TaxoDros

TaxoDros - The Database on Taxonomy of Drosophilidae

Compiled by: Gerhard Bächli Universität Zürich-Irchel, Institut für Evolutionsbiologie und Umweltforschung, Zürich, Switzerland. https://orcid.org/0000-0002-8402-176X
covers: Asteiidae Aulacigastridae Camillidae Cryptochaetidae Curtonotidae Diastatidae Periscelididae Xenasteiidae Drosophilidae

Citation

Bächli, G. (2024) TaxoDros: The Database on Taxonomy of Drosophilidae. 2024/9. Also available from: https://www.taxodros.uzh.ch/. https://doi.org/10.5281/zenodo.13841002 hash://md5/b3ead19ea211a66e4f59a6842e097c7b hash://sha256/a6e757007c04215cafa537c09a06a0e8a68be70cbc9c965c857c7a9058ceeb16

This repository contains the TaxoDros source data for Taxodros: The database on Taxonomy of Drosophilidae as provided by Gerhard Bächli, the database maintainer, in August/September 2024.

TaxoDros forms the basis of the Zenodo TaxoDros Community.
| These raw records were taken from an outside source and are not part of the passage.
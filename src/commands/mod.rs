// Copyright (c) 2025 Soumyadip Sarkar.
// All rights reserved.
//
// This source code is licensed under the license found in the
// LICENSE file in the root directory of this source tree.

pub mod auth;
pub mod dashboard;
pub mod doctor;
pub mod expenses;
pub mod exporter;
pub mod income;
pub mod month;
pub mod settings;
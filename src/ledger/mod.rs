// Copyright (c) 2025 Soumyadip Sarkar.
// All rights reserved.
//
// This source code is licensed under the license found in the
// LICENSE file in the root directory of this source tree.

//! Storage seam. Commands talk to a `Ledger`; whether rows live in the
//! local SQLite file or on the hosted backend is decided once, in `connect`.

pub mod remote;
pub mod sqlite;

use crate::auth::SessionStore;
use crate::calendar::DateRange;
use crate::config::{BackendKind, Config};
use crate::error::LedgerError;
use crate::models::{
    CardTransaction, DueInstallment, Income, NewExpense, NewFixedExpense, NewIncome,
    NewInstallment, ParentRef, ParentUpdate, PaymentMethod,
};
use anyhow::Result;
use chrono::NaiveDate;
use rusqlite::Connection;
use rust_decimal::Decimal;

pub use remote::RemoteLedger;
pub use sqlite::SqliteLedger;

pub trait Ledger {
    fn add_income(&self, income: &NewIncome) -> Result<Income>;
    /// Newest first.
    fn incomes(&self, range: DateRange) -> Result<Vec<Income>>;
    fn delete_income(&self, id: i64) -> Result<()>;

    /// Stores the expense together with its schedule; returns the new id.
    /// Either both land or neither does.
    fn add_expense(&self, expense: &NewExpense, schedule: &[NewInstallment]) -> Result<i64>;
    fn add_fixed_expense(
        &self,
        expense: &NewFixedExpense,
        schedule: &[NewInstallment],
    ) -> Result<i64>;

    fn due_installments(&self, range: DateRange) -> Result<Vec<DueInstallment>>;
    fn card_transactions(
        &self,
        method: PaymentMethod,
        range: DateRange,
    ) -> Result<Vec<CardTransaction>>;
    fn card_transaction(&self, installment_id: i64) -> Result<Option<CardTransaction>>;

    /// Rewrites the parent's descriptive fields and one installment's
    /// amount and due date as a single change.
    fn update_transaction(
        &self,
        installment_id: i64,
        parent: ParentRef,
        update: &ParentUpdate,
        amount: Decimal,
        due_date: NaiveDate,
    ) -> Result<()>;
    /// Removes the parent together with all of its installments.
    fn delete_parent(&self, parent: ParentRef) -> Result<()>;
    fn delete_installment(&self, id: i64) -> Result<()>;
}

pub fn connect<'a>(config: &Config, conn: &'a Connection) -> Result<Box<dyn Ledger + 'a>> {
    match config.backend.kind {
        BackendKind::Local => Ok(Box::new(SqliteLedger::new(conn))),
        BackendKind::Remote => {
            let session = SessionStore::open_default()?
                .load()?
                .ok_or(LedgerError::NotSignedIn)?;
            Ok(Box::new(RemoteLedger::new(&config.backend, &session)?))
        }
    }
}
See also https://zenodo.org/communities/taxodros/about .

Index Files

filename description (click for details) signature
ALLORTE.TEXT location information hash://md5/9f31fe295591c47b7d82e9871fa0db85
ASHBURN.TEXT journal names hash://md5/225fa584ea602b27de1bcf9ac7edcf68
DROS3.TEXT reference descriptors hash://md5/9ae8095ab8fee928b4d0b78fbf937ba0
DROS5.TEXT reference details hash://md5/1e07c7a2567d0431f94e799f5e3db252
KEYWORDS.TEXT descriptors and country names hash://md5/a115d0559dfd3ea75b758fee71246775
README.md this file  
SPECIES-LIST_GE_SG all Drosophilid-epithets (species, infra-specific names, such as “melanogaster”), including the respective genus and subgenus name hash://md5/be40d900cf2651cb84e0c1efeca04078
SPECIES-LIST_GR_SR (species-)groups and subgroups hash://md5/0a9ebec3f9e7232de32984968323b0c2
SPECIES-LIST_GR_SR_SC (species-)group, subgroup and species-complex hash://md5/f0f08d3680b7c2aedede94af3ae17b52
SYST.QE.TEXT copy of the SYST.TEXT as a mere text-file without header hash://md5/4609142e8ed4994c673316c280e20af5
SYST.TEXT all systematic relationships, including synonymy hash://md5/5f4f55df4ba69a2c4c251b5c3f4166dc
TAXA_LIST all taxa (as abbreviation), for species with the currently accepted genus name, and the actual bibliographic reference hash://md5/0ef01d88281c8a0adff9a974a2087338

PDF Files

TaxoDros keeps a library of associated pdfs. See pdf for more information.

History

Version 20240112: Added DOI to .K in DROS5.TEXT and SYST.QE.TEXT Version 20240926: Scheduled update of index files with new/updated pdfs.

Index File Details

Details based on description provided by Bächli in January 2024.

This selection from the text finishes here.